Know Before You Go
To slow the spread of the highly transmissible Delta variant, effective Aug. 27, a statewide mask mandate is in place. Oregonians and visitors ages 5 and up are required to wear face coverings in all public indoor settings, as well as crowded outdoor public spaces where physical distancing is not possible, regardless of vaccination status. This rule does not apply to individuals actively eating or drinking.
Additionally, some event organizers and venues may require proof of vaccination, or a negative COVID test, for admission. Other events may be canceled, postponed or held virtually. Please check individual event websites for the most up-to-date information.
When 8,500 people descended on the Portland Art Museum for the revived Portland Book Festival (formerly “Wordstock”) in 2015, the message to its new organizer, Literary Arts, was clear: Portlanders love to get their read on, and this festival — missing in action for more than two years — had not been forgotten.

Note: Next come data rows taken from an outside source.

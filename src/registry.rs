//! Item-kind registry.
//!
//! The set of field kinds a form may contain is configuration, not code: the
//! surrounding application decides which kinds exist and what widgets render
//! them. The core only needs the small behavioral slice that affects tree
//! mutation, so callers inject an explicit registry instead of the core
//! consulting ambient configuration.

use std::collections::BTreeMap;

/// Mutation-relevant behavior of one item kind.
#[derive(Clone, Debug, PartialEq, Eq)]
pub struct ItemKindDescriptor {
    /// Icon hint for admin UIs; opaque here.
    pub icon: &'static str,
    /// Whether nodes of this kind may own a child collection.
    pub accepts_children: bool,
}

impl ItemKindDescriptor {
    pub fn leaf(icon: &'static str) -> Self {
        Self {
            icon,
            accepts_children: false,
        }
    }

    pub fn container(icon: &'static str) -> Self {
        Self {
            icon,
            accepts_children: true,
        }
    }
}

/// Injected mapping from item-kind tag to its descriptor.
#[derive(Clone, Debug, Default, PartialEq, Eq)]
pub struct ItemKindRegistry {
    kinds: BTreeMap<String, ItemKindDescriptor>,
}

impl ItemKindRegistry {
    /// Empty registry; every AddItem will be refused until kinds are added.
    pub fn empty() -> Self {
        Self::default()
    }

    /// The stock field kinds. Only `group` owns children.
    pub fn standard() -> Self {
        let mut registry = Self::empty();
        registry.register("text", ItemKindDescriptor::leaf("pencil"));
        registry.register("textarea", ItemKindDescriptor::leaf("align-left"));
        registry.register("email", ItemKindDescriptor::leaf("at"));
        registry.register("choice", ItemKindDescriptor::leaf("list"));
        registry.register("checkbox", ItemKindDescriptor::leaf("check-square"));
        registry.register("hidden", ItemKindDescriptor::leaf("eye-slash"));
        registry.register("entity", ItemKindDescriptor::leaf("database"));
        registry.register("group", ItemKindDescriptor::container("object-group"));
        registry.register("markup", ItemKindDescriptor::leaf("code"));
        registry.register("submit", ItemKindDescriptor::leaf("paper-plane"));
        registry
    }

    pub fn register(&mut self, name: impl Into<String>, descriptor: ItemKindDescriptor) {
        self.kinds.insert(name.into(), descriptor);
    }

    pub fn get(&self, name: &str) -> Option<&ItemKindDescriptor> {
        self.kinds.get(name)
    }

    pub fn contains(&self, name: &str) -> bool {
        self.kinds.contains_key(name)
    }

    pub fn names(&self) -> impl Iterator<Item = &str> {
        self.kinds.keys().map(String::as_str)
    }
}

Founded in 2005 by local writer Larry Colton and renamed in 2018, the annual festival always featured an impressive lineup of local and national authors and a book fair. But its original incarnation, held at the expansive Oregon Convention Center through–2013, wasn’t quite the “metaphorical public square” that Literary Arts Executive Director Andrew Proctor, the festival’s new leader, had in mind.
“When you think of Portland’s profile, it’s a cool town with great food and wine and people who love to read and are serious about the arts,” says Proctor. “The idea that you can have a festival of books and ideas that’s incredibly fun to be at, all distilled into downtown with a huge book fair and an entire museum, for [the ticket price of] $15 — this is something that could only happen in Portland.”
In short, Portland Book Festival’s new iteration celebrates contemporary literature in a way that feels, well, contemporary.